Revisiting laser optical smoothing in weakly-damped plasmas: from spectral dispersion to spectral distribution

Optical smoothing techniques are widely used in large high-power laser facilities designed for inertial confinement fusion research in order to improve the laser-energy deposition. However, those techniques are not sufficient and may produce deleterious effects in the laser chain, leading to the need of new laser smoothing schemes such, as those using large bandwidth laser, like the StarDriver laser [D. Eimerl et al. , J. Fusion Energy 33, 2014]. In order to reduce the unwanted conversion of frequency modulation into intensity modulation, it has been shown [M. Duluc et al. , Phys. Rev.
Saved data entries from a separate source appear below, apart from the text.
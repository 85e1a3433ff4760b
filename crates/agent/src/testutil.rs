//! Shared test fixtures: a scripted network and a canned configuration.

use std::collections::HashMap;
use std::sync::Mutex;
use std::sync::atomic::{AtomicBool, AtomicUsize, Ordering};

use async_trait::async_trait;
use bytes::Bytes;
use url::Url;

use offcache_core::{AppConfig, Error};

use crate::net::{NetResponse, Network};

#[derive(Debug, Clone)]
enum Scripted {
    Respond { status: u16, body: Vec<u8> },
    Fail,
}

/// A [`Network`] that serves scripted responses and counts calls.
#[derive(Debug, Default)]
pub struct MockNetwork {
    routes: Mutex<HashMap<String, Scripted>>,
    all_offline: AtomicBool,
    calls: AtomicUsize,
}

impl MockNetwork {
    pub fn new() -> Self {
        Self::default()
    }

    /// Script a response for a URL.
    pub fn respond(&self, url: &str, status: u16, body: &[u8]) {
        self.routes
            .lock()
            .unwrap()
            .insert(url.to_string(), Scripted::Respond { status, body: body.to_vec() });
    }

    /// Script a transport failure for one URL.
    pub fn fail(&self, url: &str) {
        self.routes.lock().unwrap().insert(url.to_string(), Scripted::Fail);
    }

    /// Make every request fail at the transport level.
    pub fn go_offline(&self) {
        self.all_offline.store(true, Ordering::SeqCst);
    }

    /// Number of network calls issued so far.
    pub fn calls(&self) -> usize {
        self.calls.load(Ordering::SeqCst)
    }
}

fn status_text(status: u16) -> &'static str {
    match status {
        200 => "OK",
        404 => "Not Found",
        500 => "Internal Server Error",
        _ => "",
    }
}

#[async_trait]
impl Network for MockNetwork {
    async fn get(&self, url: &Url) -> Result<NetResponse, Error> {
        self.calls.fetch_add(1, Ordering::SeqCst);

        if self.all_offline.load(Ordering::SeqCst) {
            return Err(Error::Network("transport failure: offline".into()));
        }

        let scripted = self.routes.lock().unwrap().get(url.as_str()).cloned();
        match scripted {
            Some(Scripted::Respond { status, body }) => Ok(NetResponse {
                url: url.clone(),
                status,
                status_text: status_text(status).to_string(),
                headers: vec![("content-type".into(), "text/plain".into())],
                body: Bytes::from(body),
            }),
            Some(Scripted::Fail) => Err(Error::Network("transport failure: connection refused".into())),
            None => Ok(NetResponse {
                url: url.clone(),
                status: 404,
                status_text: "Not Found".into(),
                headers: Vec::new(),
                body: Bytes::new(),
            }),
        }
    }
}

/// A small configuration pointing at a fictional origin.
pub fn test_config() -> AppConfig {
    AppConfig {
        cache_name: "offcache-test-v1".into(),
        origin: "https://app.test".into(),
        precache: vec!["/".into(), "/index.html".into(), "/offline.html".into(), "/style.css".into()],
        offline_path: "/offline.html".into(),
        ..Default::default()
    }
}

/// Script a 200 for every precache path of `config`.
pub fn route_precache(network: &MockNetwork, config: &AppConfig) {
    for path in &config.precache {
        let url = format!("{}{}", config.origin, path);
        network.respond(&url, 200, format!("body of {path}").as_bytes());
    }
}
Applied 12, 2019] that it is possible to divide by two the spectral width and distribute it on sub-beams, while maintaining smoothing performance for the reduction of the Stimulated Brillouin Scattering (SBS). We revisit optical smoothing by pursuing the spectral distribution along several colors. We reduce the total spectrum bandwidth by dividing the total spectrum in k segments distributed in k sub-beams. We succeed in decreasing the spectral bandwidth up to a monochromatic spectrum leading to the same SBS level. We also show that this configuration allows obtaining a more homogeneous spectrum leading to an even better beam smoothing.